Attica Forty-Eight Years On.

       Prisons are inhumane institutions where people are caged and conditions often lead to pent up anger and frustration which invariably leads to violence. They are state tools of repression whose purpose is to turn the individual into a submissive units of society, a place to neutralise dissent.
       I'm a couple of days late in marking the anniversary of this rebellion. September 9th. 1971, prisoners suffering appalling conditions and in an institution that was grossly over crowded, took control of Attica prison in New York. After several days of negotiations, the authorities stormed the prison, the result was described as the worst one day slaughter in America since the America Civil War. Riot at Attica prison. The retaking of the prison was short, and extremely brutal and vicious, and as usual, covered in media lies.
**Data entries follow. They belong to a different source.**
use clap::Args;
use rust_decimal::Decimal;
use serde_json::Value;
use tracing::debug;

use pocketbook_core::loans::{analyze_loan_payoff, build_amortization_schedule, LoanSnapshot};

use crate::input;

/// Loan snapshot, from flags or JSON
#[derive(Args)]
pub struct LoanArgs {
    /// Path to JSON loan snapshot (overrides individual flags)
    #[arg(long)]
    pub input: Option<String>,

    /// Original principal
    #[arg(long)]
    pub principal: Option<Decimal>,

    /// Principal already repaid
    #[arg(long, alias = "paid")]
    pub paid_amount: Option<Decimal>,

    /// Annual interest rate in percent (8 = 8%)
    #[arg(long, alias = "rate")]
    pub annual_rate: Option<Decimal>,

    /// Fixed monthly payment (omit if the loan has none)
    #[arg(long, alias = "payment")]
    pub monthly_payment: Option<Decimal>,
}

fn resolve_snapshot(args: LoanArgs) -> Result<LoanSnapshot, Box<dyn std::error::Error>> {
    if let Some(ref path) = args.input {
        debug!(path = path.as_str(), "reading loan snapshot from file");
        return input::file::read_json(path);
    }
    if let Some(snapshot) = input::stdin::read_stdin()? {
        debug!("read loan snapshot from stdin");
        return Ok(snapshot);
    }

    Ok(LoanSnapshot {
        principal: args
            .principal
            .ok_or("--principal is required (or provide --input)")?,
        paid_amount: args.paid_amount.unwrap_or(Decimal::ZERO),
        annual_rate_percent: args
            .annual_rate
            .ok_or("--annual-rate is required (or provide --input)")?,
        monthly_payment: args.monthly_payment.unwrap_or(Decimal::ZERO),
    })
}

pub fn run_loan_payoff(args: LoanArgs) -> Result<Value, Box<dyn std::error::Error>> {
    let snapshot = resolve_snapshot(args)?;
    let output = analyze_loan_payoff(&snapshot)?;
    Ok(serde_json::to_value(output)?)
}

pub fn run_loan_schedule(args: LoanArgs) -> Result<Value, Box<dyn std::error::Error>> {
    let snapshot = resolve_snapshot(args)?;
    let output = build_amortization_schedule(&snapshot)?;
    Ok(serde_json::to_value(output)?)
}
use rust_decimal::Decimal;
use serde::{Deserialize, Serialize};
use std::time::Instant;

/// All monetary values. Wraps Decimal to prevent accidental f64 usage.
pub type Money = Decimal;

/// Rates expressed as percentages (8 = 8%), the way loan records store them.
pub type Percent = Decimal;

/// Standard computation output envelope
#[derive(Debug, Clone, Serialize, Deserialize)]
pub struct ComputationOutput<T: Serialize> {
    pub result: T,
    pub methodology: String,
    pub assumptions: serde_json::Value,
    pub warnings: Vec<String>,
    pub metadata: ComputationMetadata,
}

/// Metadata for every computation
#[derive(Debug, Clone, Serialize, Deserialize)]
pub struct ComputationMetadata {
    pub version: String,
    pub computation_time_us: u64,
    pub precision: String,
}

/// Wrap a computation result with metadata, timing from `start`.
pub fn with_metadata<T: Serialize>(
    methodology: &str,
    assumptions: &impl Serialize,
    warnings: Vec<String>,
    start: Instant,
    result: T,
) -> ComputationOutput<T> {
    let elapsed_us = u64::try_from(start.elapsed().as_micros()).unwrap_or(u64::MAX);
    ComputationOutput {
        result,
        methodology: methodology.to_string(),
        assumptions: serde_json::to_value(assumptions).unwrap_or_default(),
        warnings,
        metadata: ComputationMetadata {
            version: env!("CARGO_PKG_VERSION").to_string(),
            computation_time_us: elapsed_us,
            precision: "rust_decimal_128bit".to_string(),
        },
    }
}
use serde::de::DeserializeOwned;
use std::io::{self, Read};

/// Deserialize a loan snapshot piped on stdin, in the same JSON shape as an
/// exported loan record. Returns None when stdin is a terminal or the pipe is
/// empty, so the command falls back to its flags.
pub fn read_stdin<T: DeserializeOwned>() -> Result<Option<T>, Box<dyn std::error::Error>> {
    if atty::is(atty::Stream::Stdin) {
        return Ok(None);
    }

    let mut buffer = String::new();
    io::stdin().read_to_string(&mut buffer)?;

    let trimmed = buffer.trim();
    if trimmed.is_empty() {
        return Ok(None);
    }

    Ok(Some(serde_json::from_str(trimmed)?))
}
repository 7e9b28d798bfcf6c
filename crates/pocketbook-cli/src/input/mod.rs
pub mod file;
pub mod stdin;
use crate::error::{ErrorKind, Result};
use crate::Config;
use base64::engine::general_purpose::STANDARD;
use base64::Engine;
use hmac::{Hmac, Mac};
use reqwest::blocking::Request;
use reqwest::header::{HeaderValue, AUTHORIZATION};
use reqwest::Method;
use sha2::Sha256;
use std::time::{SystemTime, UNIX_EPOCH};

pub(crate) const TIMESTAMP_HEADER: &str = "Couchbase-Timestamp";

/// Adds the `Authorization` and `Couchbase-Timestamp` headers to a fully built request.
///
/// The signed endpoint is the url path including the query string, so this
/// has to run after all query parameters have been attached.
pub(crate) fn authorize(cfg: &Config, request: &mut Request) -> Result<()> {
    let timestamp = SystemTime::now()
        .duration_since(UNIX_EPOCH)
        .map_err(|_| ErrorKind::Unknown)?
        .as_millis()
        .to_string();

    let endpoint = match request.url().query() {
        Some(q) => format!("{}?{}", request.url().path(), q),
        None => request.url().path().to_string(),
    };

    let signature = get_signature(&cfg.secret_key, request.method(), &endpoint, &timestamp)?;
    let bearer = format!("Bearer {}:{}", cfg.access_key, signature);

    let headers = request.headers_mut();
    headers.insert(AUTHORIZATION, header_value(&bearer)?);
    headers.insert(TIMESTAMP_HEADER, header_value(&timestamp)?);

    Ok(())
}

/// base64(HMAC-SHA256(secret, "METHOD\nendpoint\ntimestamp"))
pub(crate) fn get_signature(
    secret: &str,
    method: &Method,
    endpoint: &str,
    timestamp: &str,
) -> Result<String> {
    let mut hmac = Hmac::<Sha256>::new_from_slice(secret.as_bytes())
        .map_err(|_| ErrorKind::Config("secret key cannot be used for signing".to_string()))?;
    hmac.update(format!("{}\n{}\n{}", method.as_str(), endpoint, timestamp).as_bytes());

    Ok(STANDARD.encode(hmac.finalize().into_bytes()))
}

fn header_value(s: &str) -> Result<HeaderValue> {
    HeaderValue::from_str(s).map_err(|_| {
        ErrorKind::Config("credentials contain characters not allowed in a header".to_string())
            .into()
    })
}

#[cfg(test)]
mod test {
    use super::*;
    use reqwest::Url;

    #[test]
    fn test_get_signature() {
        let sig = get_signature(
            "supersecret",
            &Method::GET,
            "/v2/clusters?page=2&perPage=10",
            "1600000000000",
        )
        .unwrap();
        assert_eq!(sig, "E+O1JEYly1MjqX+p6iReczK/9Uoa75ousyzV+i/G9Qk=");
    }

    #[test]
    fn test_signature_depends_on_every_part() {
        let base = get_signature("s", &Method::GET, "/v2/projects", "1").unwrap();
        let tests = vec![
            get_signature("other", &Method::GET, "/v2/projects", "1").unwrap(),
            get_signature("s", &Method::DELETE, "/v2/projects", "1").unwrap(),
            get_signature("s", &Method::GET, "/v2/projects?page=1", "1").unwrap(),
            get_signature("s", &Method::GET, "/v2/projects", "2").unwrap(),
        ];

        for sig in tests {
            assert_ne!(sig, base);
        }
    }

    #[test]
    fn test_authorize_sets_headers() {
        let cfg = Config::new_authenticated("my-access", "my-secret");
        let url = Url::parse("https://cloudapi.cloud.couchbase.com/v2/users?page=3").unwrap();
        let mut req = Request::new(Method::GET, url);

        authorize(&cfg, &mut req).unwrap();

        let timestamp = req.headers()[TIMESTAMP_HEADER]
            .to_str()
            .unwrap()
            .to_string();
        let expect = format!(
            "Bearer my-access:{}",
            get_signature("my-secret", &Method::GET, "/v2/users?page=3", &timestamp).unwrap()
        );
        assert_eq!(req.headers()[AUTHORIZATION].to_str().unwrap(), expect);
        assert!(timestamp.parse::<u128>().is_ok());
    }
}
This incident should be another reminder that the state will use whatever violence it wishes to keep control of the population, then stamp it with its own badge of legitimacy, under the self appointed law that it alone holds the monopoly on violence to be used at will.
       Statement from the Revolutionary Abolitionist Movement (RAM) on the anniversary of the Attica Rebellion and national prison strikes in 2016 and 2018.
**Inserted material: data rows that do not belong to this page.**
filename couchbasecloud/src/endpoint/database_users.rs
use crate::client::{require_id, Client};
use crate::error::Result;
use crate::util::{self, Page};
use crate::Cluster;
use reqwest::Method;
use serde::{Deserialize, Serialize};

const CLUSTERS: &str = "clusters";
const USERS: &str = "users";

/// A user of the databases inside a single cluster.
#[derive(Clone, Debug, Default, PartialEq, Serialize, Deserialize)]
#[serde(default, rename_all = "camelCase")]
pub struct DatabaseUser {
    #[serde(skip_serializing_if = "String::is_empty")]
    pub user_id: String,
    #[serde(skip_serializing_if = "String::is_empty")]
    pub username: String,
    #[serde(skip_serializing_if = "String::is_empty")]
    pub password: String,
    #[serde(rename = "buckets", skip_serializing_if = "Vec::is_empty")]
    pub access: Vec<BucketRole>,
}

/// The roles a database user holds on one bucket.
#[derive(Clone, Debug, Default, PartialEq, Serialize, Deserialize)]
pub struct BucketRole {
    #[serde(rename = "bucketName")]
    pub name: String,
    #[serde(rename = "bucketAccess", default)]
    pub roles: Vec<String>,
}

/// Unset fields are left out of the request body.
#[derive(Clone, Debug, Default, PartialEq, Serialize, Deserialize)]
#[serde(rename_all = "camelCase")]
pub struct CreateDatabaseUserPayload {
    #[serde(skip_serializing_if = "Option::is_none")]
    pub user_id: Option<String>,
    #[serde(skip_serializing_if = "Option::is_none")]
    pub username: Option<String>,
    #[serde(skip_serializing_if = "Option::is_none")]
    pub password: Option<String>,
    #[serde(default, skip_serializing_if = "Vec::is_empty")]
    pub buckets: Vec<BucketRole>,
    #[serde(skip_serializing_if = "Option::is_none")]
    pub all_buckets_access: Option<String>,
}

#[derive(Clone, Debug, PartialEq, Serialize, Deserialize)]
pub struct DeleteDatabaseUserPayload {
    pub username: String,
}

impl Client {
    pub fn list_database_users(&self, cluster: &Cluster) -> Result<Page<DatabaseUser>> {
        require_id("cluster id", &cluster.id)?;
        let builder = self.request(Method::GET, &[CLUSTERS, cluster.id.as_str(), USERS])?;
        self.send_json(builder)
    }

    pub fn create_database_user(
        &self,
        cluster: &Cluster,
        payload: &CreateDatabaseUserPayload,
    ) -> Result<()> {
        require_id("cluster id", &cluster.id)?;
        let builder = self.request(Method::POST, &[CLUSTERS, cluster.id.as_str(), USERS])?;
        self.send(util::json_body(builder, payload)?)
    }

    pub fn delete_database_user(
        &self,
        cluster: &Cluster,
        payload: &DeleteDatabaseUserPayload,
    ) -> Result<()> {
        require_id("cluster id", &cluster.id)?;
        require_id("username", &payload.username)?;
        let builder = self.request(
            Method::DELETE,
            &[CLUSTERS, cluster.id.as_str(), USERS, payload.username.as_str()],
        )?;
        self.send(builder)
    }
}

#[cfg(test)]
mod test {
    use super::*;
    use serde_json::json;

    #[test]
    fn test_create_payload_omits_unset_fields() {
        let tests = vec![
            (CreateDatabaseUserPayload::default(), json!({})),
            (
                CreateDatabaseUserPayload {
                    username: Some("app".to_string()),
                    password: Some("Secret-123".to_string()),
                    all_buckets_access: Some("data_reader".to_string()),
                    ..CreateDatabaseUserPayload::default()
                },
                json!({
                    "username": "app",
                    "password": "Secret-123",
                    "allBucketsAccess": "data_reader"
                }),
            ),
            (
                CreateDatabaseUserPayload {
                    username: Some("app".to_string()),
                    buckets: vec![BucketRole {
                        name: "orders".to_string(),
                        roles: vec!["data_writer".to_string()],
                    }],
                    ..CreateDatabaseUserPayload::default()
                },
                json!({
                    "username": "app",
                    "buckets": [{"bucketName": "orders", "bucketAccess": ["data_writer"]}]
                }),
            ),
        ];

        for (payload, expect) in tests {
            assert_eq!(serde_json::to_value(&payload).unwrap(), expect);
        }
    }

    #[test]
    fn test_decode_database_user() {
        let raw = r#"{
            "userId": "u-1",
            "username": "app",
            "buckets": [{"bucketName": "orders", "bucketAccess": ["data_reader", "data_writer"]}]
        }"#;
        let user: DatabaseUser = serde_json::from_str(raw).unwrap();
        assert_eq!(user.user_id, "u-1");
        assert_eq!(user.password, "");
        assert_eq!(user.access.len(), 1);
        assert_eq!(user.access[0].roles, vec!["data_reader", "data_writer"]);
    }
}
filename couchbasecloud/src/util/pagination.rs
use crate::error::Result;
use serde::{Deserialize, Serialize};
use tracing::debug;

/// Pagination metadata returned alongside every list response.
#[derive(Clone, Debug, Default, PartialEq, Serialize, Deserialize)]
#[serde(default)]
pub struct Cursor {
    pub pages: Pages,
    pub hrefs: Hrefs,
}

#[derive(Clone, Debug, Default, PartialEq, Serialize, Deserialize)]
#[serde(default, rename_all = "camelCase")]
pub struct Pages {
    pub page: u32,
    pub last: u32,
    pub per_page: u32,
    pub total_items: u32,
}

#[derive(Clone, Debug, Default, PartialEq, Serialize, Deserialize)]
#[serde(default)]
pub struct Hrefs {
    pub first: Option<String>,
    pub last: Option<String>,
    pub previous: Option<String>,
    pub next: Option<String>,
}

impl Cursor {
    /// True once the current page is at or past the last page.
    pub fn is_last_page(&self) -> bool {
        self.pages.page >= self.pages.last
    }
}

/// A single page of a list response.
#[derive(Clone, Debug, PartialEq, Serialize, Deserialize)]
pub struct Page<T> {
    #[serde(default)]
    pub cursor: Cursor,
    #[serde(default = "Vec::new")]
    pub data: Vec<T>,
}

/// List options that carry a page number.
pub trait PageOptions: Clone + Default {
    fn page(&self) -> u32;
    fn set_page(&mut self, page: u32);
}

/// Calls `list` page by page and hands every page to `callback`, together with
/// a flag telling whether it is the last one.
///
/// Iteration ends when the callback returns false, a page comes back empty
/// (the callback is not invoked for it) or the cursor reports the last page.
/// The first error returned by `list` aborts the iteration and is returned as is.
/// `options` is never modified; paging happens on a copy.
pub fn paginate<O, T, L, F>(options: Option<&O>, mut list: L, mut callback: F) -> Result<()>
where
    O: PageOptions,
    L: FnMut(&O) -> Result<Page<T>>,
    F: FnMut(Vec<T>, bool) -> bool,
{
    let mut opts = options.cloned().unwrap_or_default();

    loop {
        let page = list(&opts)?;
        if page.data.is_empty() {
            return Ok(());
        }

        let last = page.cursor.is_last_page();
        debug!(
            page = page.cursor.pages.page,
            last_page = page.cursor.pages.last,
            items = page.data.len(),
            "fetched page"
        );

        if !callback(page.data, last) || last {
            return Ok(());
        }

        let next = match page.cursor.pages.page.max(opts.page()).checked_add(1) {
            Some(next) => next,
            None => return Ok(()),
        };
        opts.set_page(next);
    }
}
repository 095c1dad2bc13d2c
use crate::client::{require_id, Client};
use crate::endpoint::is_zero;
use crate::error::Result;
use crate::util::{self, Page, PageOptions};
use reqwest::Method;
use serde::{Deserialize, Serialize};

const PROJECTS: &str = "projects";

#[derive(Clone, Debug, Default, PartialEq, Serialize, Deserialize)]
#[serde(default, rename_all = "camelCase")]
pub struct Project {
    pub id: String,
    pub name: String,
    pub tenant_id: String,
    pub created_at: String,
}

#[derive(Clone, Debug, Default, PartialEq, Serialize)]
#[serde(rename_all = "camelCase")]
pub struct ListProjectsOptions {
    #[serde(skip_serializing_if = "is_zero")]
    pub page: u32,
    #[serde(skip_serializing_if = "is_zero")]
    pub per_page: u32,
    #[serde(skip_serializing_if = "Option::is_none")]
    pub sort_by: Option<String>,
}

impl PageOptions for ListProjectsOptions {
    fn page(&self) -> u32 {
        self.page
    }

    fn set_page(&mut self, page: u32) {
        self.page = page;
    }
}

#[derive(Clone, Debug, PartialEq, Serialize, Deserialize)]
pub struct CreateProjectPayload {
    pub name: String,
}

impl Client {
    pub fn list_projects(&self, options: Option<&ListProjectsOptions>) -> Result<Page<Project>> {
        let mut builder = self.request(Method::GET, &[PROJECTS])?;
        if let Some(opts) = options {
            builder = builder.query(opts);
        }
        self.send_json(builder)
    }

    /// Iterates over all projects, see [`Client::list_cluster_pages`].
    pub fn list_project_pages<F>(
        &self,
        options: Option<&ListProjectsOptions>,
        callback: F,
    ) -> Result<()>
    where
        F: FnMut(Vec<Project>, bool) -> bool,
    {
        util::paginate(options, |opts| self.list_projects(Some(opts)), callback)
    }

    pub fn get_project(&self, id: &str) -> Result<Project> {
        require_id("project id", id)?;
        let builder = self.request(Method::GET, &[PROJECTS, id])?;
        self.send_json(builder)
    }

    pub fn create_project(&self, payload: &CreateProjectPayload) -> Result<()> {
        let builder = self.request(Method::POST, &[PROJECTS])?;
        self.send(util::json_body(builder, payload)?)
    }

    pub fn delete_project(&self, project: &Project) -> Result<()> {
        require_id("project id", &project.id)?;
        let builder = self.request(Method::DELETE, &[PROJECTS, project.id.as_str()])?;
        self.send(builder)
    }
}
        Forty-eight years ago today, prisoners at Attica Correctional Facility in Attica, New York made history by beginning a days-long riot against their captors, demanding better living conditions and respect of their basic humanity. The rebellion occurred just two weeks after the murder of Soledad Brother George Jackson at San Quentin prison, while he made a bid for his freedom. This uprising forms a critical part of revolutionary history and serves as a constant source of inspiration as we continue to fight against the same horrific institutions that have kept people in bondage for centuries.
       The spirit of Attica lives on in anti-prison struggles of today, including the nationwide prison strikes that occurred in both 2016 and 2018. These strikes began on August 21st, a day on which both George Jackson’s escape attempt and the Nat Turner slave rebellion of 1831 are commemorated; and ended on September 9th, the final day of the Attica uprising. Prisoners all over the U.S. participated through such actions as hunger-striking, refusing to buy items at commissary, and refusing to report for work. Folks on the outside expressed solidarity with those behind the walls via actions like noise demos, motorcades, statements, letter writing campaigns, fundraising and banner drops.
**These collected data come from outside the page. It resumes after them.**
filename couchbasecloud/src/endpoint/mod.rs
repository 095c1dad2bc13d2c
pub mod buckets;
pub mod clusters;
pub mod database_users;
pub mod projects;
pub mod users;

/// Used by the list options to leave unset page numbers out of the query.
pub(crate) fn is_zero(n: &u32) -> bool {
    *n == 0
}

#[cfg(test)]
mod test {
    use super::*;

    #[test]
    fn test_is_zero() {
        assert!(is_zero(&0));
        assert!(!is_zero(&7));
    }
}
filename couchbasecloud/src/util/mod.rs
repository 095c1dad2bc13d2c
mod pagination;
mod request;
mod signature;

pub use pagination::{paginate, Cursor, Hrefs, Page, PageOptions, Pages};
pub(crate) use request::{
    decode, endpoint_url, get_client, get_request_builder, json_body, parse_base_url, send,
};
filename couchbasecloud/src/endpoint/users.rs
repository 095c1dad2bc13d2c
use crate::client::Client;
use crate::endpoint::is_zero;
use crate::error::Result;
use crate::util::{self, Page, PageOptions};
use reqwest::Method;
use serde::{Deserialize, Serialize};

const USERS: &str = "users";

/// A member of the organization (not a database user).
#[derive(Clone, Debug, Default, PartialEq, Serialize, Deserialize)]
#[serde(default)]
pub struct User {
    pub id: String,
    pub name: String,
    pub email: String,
}

#[derive(Clone, Debug, Default, PartialEq, Serialize)]
#[serde(rename_all = "camelCase")]
pub struct ListUsersOptions {
    #[serde(skip_serializing_if = "is_zero")]
    pub page: u32,
    #[serde(skip_serializing_if = "is_zero")]
    pub per_page: u32,
    #[serde(skip_serializing_if = "Option::is_none")]
    pub sort_by: Option<String>,
}

impl PageOptions for ListUsersOptions {
    fn page(&self) -> u32 {
        self.page
    }

    fn set_page(&mut self, page: u32) {
        self.page = page;
    }
}

impl Client {
    pub fn list_users(&self, options: Option<&ListUsersOptions>) -> Result<Page<User>> {
        let mut builder = self.request(Method::GET, &[USERS])?;
        if let Some(opts) = options {
            builder = builder.query(opts);
        }
        self.send_json(builder)
    }

    pub fn list_user_pages<F>(&self, options: Option<&ListUsersOptions>, callback: F) -> Result<()>
    where
        F: FnMut(Vec<User>, bool) -> bool,
    {
        util::paginate(options, |opts| self.list_users(Some(opts)), callback)
    }
}
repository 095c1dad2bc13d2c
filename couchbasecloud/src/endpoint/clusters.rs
use crate::client::{require_id, Client};
use crate::endpoint::is_zero;
use crate::error::Result;
use crate::util::{self, Page, PageOptions};
use reqwest::Method;
use serde::{Deserialize, Serialize};

const CLUSTERS: &str = "clusters";

#[derive(Clone, Debug, Default, PartialEq, Serialize, Deserialize)]
#[serde(default, rename_all = "camelCase")]
pub struct Cluster {
    pub id: String,
    pub cloud_id: String,
    pub name: String,
    pub nodes: u32,
    pub project_id: String,
    pub services: Vec<String>,
    pub tenant_id: String,
}

/// Query options for listing clusters. Zero numbers and `None` filters are left out of the query.
#[derive(Clone, Debug, Default, PartialEq, Serialize)]
#[serde(rename_all = "camelCase")]
pub struct ListClustersOptions {
    #[serde(skip_serializing_if = "is_zero")]
    pub page: u32,
    #[serde(skip_serializing_if = "is_zero")]
    pub per_page: u32,
    #[serde(skip_serializing_if = "Option::is_none")]
    pub sort_by: Option<String>,
    #[serde(skip_serializing_if = "Option::is_none")]
    pub cloud_id: Option<String>,
    #[serde(skip_serializing_if = "Option::is_none")]
    pub project_id: Option<String>,
}

impl PageOptions for ListClustersOptions {
    fn page(&self) -> u32 {
        self.page
    }

    fn set_page(&mut self, page: u32) {
        self.page = page;
    }
}

#[derive(Clone, Debug, PartialEq, Serialize, Deserialize)]
#[serde(rename_all = "camelCase")]
pub struct CreateClusterPayload {
    pub name: String,
    pub cloud_id: String,
    pub project_id: String,
}

impl Client {
    /// Fetches a single page of clusters.
    pub fn list_clusters(&self, options: Option<&ListClustersOptions>) -> Result<Page<Cluster>> {
        let mut builder = self.request(Method::GET, &[CLUSTERS])?;
        if let Some(opts) = options {
            builder = builder.query(opts);
        }
        self.send_json(builder)
    }

    /// Iterates over all clusters. For every page the callback gets the clusters of that
    /// page and whether it is the last one; returning false stops the iteration.
    pub fn list_cluster_pages<F>(
        &self,
        options: Option<&ListClustersOptions>,
        callback: F,
    ) -> Result<()>
    where
        F: FnMut(Vec<Cluster>, bool) -> bool,
    {
        util::paginate(options, |opts| self.list_clusters(Some(opts)), callback)
    }

    pub fn get_cluster(&self, id: &str) -> Result<Cluster> {
        require_id("cluster id", id)?;
        let builder = self.request(Method::GET, &[CLUSTERS, id])?;
        self.send_json(builder)
    }

    /// Requests a new cluster. Deployment continues asynchronously on the service side.
    pub fn create_cluster(&self, payload: &CreateClusterPayload) -> Result<()> {
        let builder = self.request(Method::POST, &[CLUSTERS])?;
        self.send(util::json_body(builder, payload)?)
    }

    pub fn delete_cluster(&self, cluster: &Cluster) -> Result<()> {
        require_id("cluster id", &cluster.id)?;
        let builder = self.request(Method::DELETE, &[CLUSTERS, cluster.id.as_str()])?;
        self.send(builder)
    }
}

#[cfg(test)]
mod test {
    use super::*;
    use crate::Config;

    fn query_for(opts: &ListClustersOptions) -> Option<String> {
        let client = Client::new(Config::new_authenticated("a", "s")).unwrap();
        let req = client
            .request(Method::GET, &[CLUSTERS])
            .unwrap()
            .query(opts)
            .build()
            .unwrap();
        req.url().query().map(|q| q.to_string())
    }

    #[test]
    fn test_list_options_query() {
        let tests = vec![
            (ListClustersOptions::default(), None),
            (
                ListClustersOptions {
                    page: 2,
                    per_page: 25,
                    ..ListClustersOptions::default()
                },
                Some("page=2&perPage=25"),
            ),
            (
                ListClustersOptions {
                    sort_by: Some("name".to_string()),
                    cloud_id: Some("cloud-1".to_string()),
                    project_id: Some("proj 1".to_string()),
                    ..ListClustersOptions::default()
                },
                Some("sortBy=name&cloudId=cloud-1&projectId=proj+1"),
            ),
        ];

        for (opts, expect) in tests {
            assert_eq!(query_for(&opts).as_deref(), expect);
        }
    }

    #[test]
    fn test_decode_cluster() {
        let raw = r#"{
            "id": "c-1",
            "cloudId": "cloud-1",
            "name": "prod",
            "nodes": 3,
            "projectId": "p-1",
            "services": ["data", "query"],
            "tenantId": "t-1"
        }"#;
        let cluster: Cluster = serde_json::from_str(raw).unwrap();
        assert_eq!(cluster.cloud_id, "cloud-1");
        assert_eq!(cluster.nodes, 3);
        assert_eq!(cluster.services, vec!["data", "query"]);
    }

    #[test]
    fn test_create_payload_field_names() {
        let payload = CreateClusterPayload {
            name: "prod".to_string(),
            cloud_id: "cloud-1".to_string(),
            project_id: "p-1".to_string(),
        };
        assert_eq!(
            serde_json::to_value(&payload).unwrap(),
            serde_json::json!({"name": "prod", "cloudId": "cloud-1", "projectId": "p-1"})
        );
    }

    #[test]
    fn test_delete_requires_id() {
        let client = Client::new(Config::new_authenticated("a", "s")).unwrap();
        assert!(client.delete_cluster(&Cluster::default()).is_err());
        assert!(client.get_cluster("").is_err());
    }
}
         Nearly half a century after the Attica uprising, prisoner demands of today very closely mirror those of the 1970s. In other words, nothing has changed. Prisoners are still regularly subjected to solitary confinement and beatings; lack access not just to “healthful” food full of nutrients, but often, even sanitary food that isn’t covered in mold; and have what few “privileges” are allowed, such as visitation, regularly revoked without any explanation. Last winter saw mass mobilization around Metropolitan Detention Center in Brooklyn, New York as word got out that prisoners there had gone without consistent light and without consistent heat for weeks— during one of the coldest winters in recent history, with record-breaking lows and ferocious winds rattling the region.
       These details only fuel the fire sparked by the very act of putting someone in a cage. Whatever such a person is fed, whatever “privileges” such a person is allowed, locking someone in a cage is an inherently violent attack by the State against our friends, neighbors, and communities. This social, political, and economic situation is the continuation of slavery in the US and abolition of prisons and all the institutions making this situation tenable is an immediate goal. Such attacks cannot be tolerated! In the spirit of Attica! Solidarity with revolutionary comrades behind the walls!